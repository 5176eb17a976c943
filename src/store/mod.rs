//! Storage abstraction for project records.
//!
//! The [`Store`] trait is the document store the service runs against. It
//! keeps whole [`ProjectRecord`]s keyed by id and evaluates
//! [`CompositeQuery`]s over them. Two backends exist: [`SqliteStore`] for
//! the CLI and server, and [`InMemoryStore`] for tests.
//!
//! | Method | Purpose |
//! |--------|---------|
//! | [`find_all`](Store::find_all) | Every record, in insertion order |
//! | [`find_by_id`](Store::find_by_id) | One record by id |
//! | [`exists_by_id`](Store::exists_by_id) | Presence check |
//! | [`save`](Store::save) | Insert or replace one record |
//! | [`insert`](Store::insert) | Insert a record under an unused id |
//! | [`save_all`](Store::save_all) | Bulk insert or replace |
//! | [`delete_by_id`](Store::delete_by_id) | Remove one record |
//! | [`delete_all`](Store::delete_all) | Remove every record |
//! | [`execute_query`](Store::execute_query) | Ranked fuzzy search |

pub mod memory;
pub mod sqlite;

use anyhow::Result;
use async_trait::async_trait;

use crate::models::{ProjectRecord, SearchHit};
use crate::query::CompositeQuery;

pub use memory::InMemoryStore;
pub use sqlite::SqliteStore;

#[async_trait]
pub trait Store: Send + Sync {
    async fn find_all(&self) -> Result<Vec<ProjectRecord>>;

    async fn find_by_id(&self, id: &str) -> Result<Option<ProjectRecord>>;

    async fn exists_by_id(&self, id: &str) -> Result<bool> {
        Ok(self.find_by_id(id).await?.is_some())
    }

    /// Inserts the record, replacing any record with the same id.
    async fn save(&self, record: &ProjectRecord) -> Result<()>;

    /// Inserts the record only if its id is unused. Returns `false` and
    /// writes nothing when the id is taken. The check and the write are
    /// one atomic step.
    async fn insert(&self, record: &ProjectRecord) -> Result<bool>;

    async fn save_all(&self, records: &[ProjectRecord]) -> Result<()>;

    /// Returns `false` when no record had this id.
    async fn delete_by_id(&self, id: &str) -> Result<bool>;

    async fn delete_all(&self) -> Result<()>;

    /// Matching records with their scores, best first.
    async fn execute_query(&self, query: &CompositeQuery) -> Result<Vec<SearchHit>> {
        Ok(query.rank(self.find_all().await?))
    }
}

/// Replaces the whole collection with `records`.
///
/// Not atomic: readers running concurrently may briefly see an empty store.
pub async fn replace_all(store: &dyn Store, records: &[ProjectRecord]) -> Result<()> {
    store.delete_all().await?;
    store.save_all(records).await
}

/// Next sequential id: one past the largest numeric id.
///
/// Ids that are not integers count as 0, so an empty or entirely
/// non-numeric collection yields `"1"`.
pub fn next_id<'a>(ids: impl IntoIterator<Item = &'a str>) -> String {
    let max = ids
        .into_iter()
        .map(|id| id.parse::<i64>().unwrap_or(0))
        .fold(0, i64::max);
    max.saturating_add(1).to_string()
}

/// [`next_id`] over the ids currently in `store`.
pub async fn generate_next_id(store: &dyn Store) -> Result<String> {
    let records = store.find_all().await?;
    Ok(next_id(records.iter().map(|r| r.id.as_str())))
}

#[cfg(test)]
mod tests {
    use super::*;

    #[test]
    fn test_next_id_skips_non_numeric() {
        assert_eq!(next_id(["3", "7", "foo", "2"]), "8");
    }

    #[test]
    fn test_next_id_empty() {
        assert_eq!(next_id(std::iter::empty()), "1");
        assert_eq!(next_id(["A-1", "B"]), "1");
    }

    #[tokio::test]
    async fn test_generate_next_id_and_replace_all() {
        let store = InMemoryStore::new();
        assert_eq!(generate_next_id(&store).await.unwrap(), "1");

        let records: Vec<ProjectRecord> = ["4", "10"]
            .iter()
            .map(|id| ProjectRecord {
                id: id.to_string(),
                ..Default::default()
            })
            .collect();
        store.save_all(&records).await.unwrap();
        assert_eq!(generate_next_id(&store).await.unwrap(), "11");

        let fresh = vec![ProjectRecord {
            id: "2".to_string(),
            ..Default::default()
        }];
        replace_all(&store, &fresh).await.unwrap();
        let all = store.find_all().await.unwrap();
        assert_eq!(all.len(), 1);
        assert_eq!(all[0].id, "2");
    }
}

* * * *

## Work to complete
Please reproduce, exactly as they appear above, the lines from the line containing "empty or entirely" up to and including the line containing "over the ids".

## Task response
/// Ids that are not integers count as 0, so an empty or entirely
/// non-numeric collection yields `"1"`.
pub fn next_id<'a>(ids: impl IntoIterator<Item = &'a str>) -> String {
    let max = ids
        .into_iter()
        .map(|id| id.parse::<i64>().unwrap_or(0))
        .fold(0, i64::max);
    max.saturating_add(1).to_string()
}

/// [`next_id`] over the ids currently in `store`.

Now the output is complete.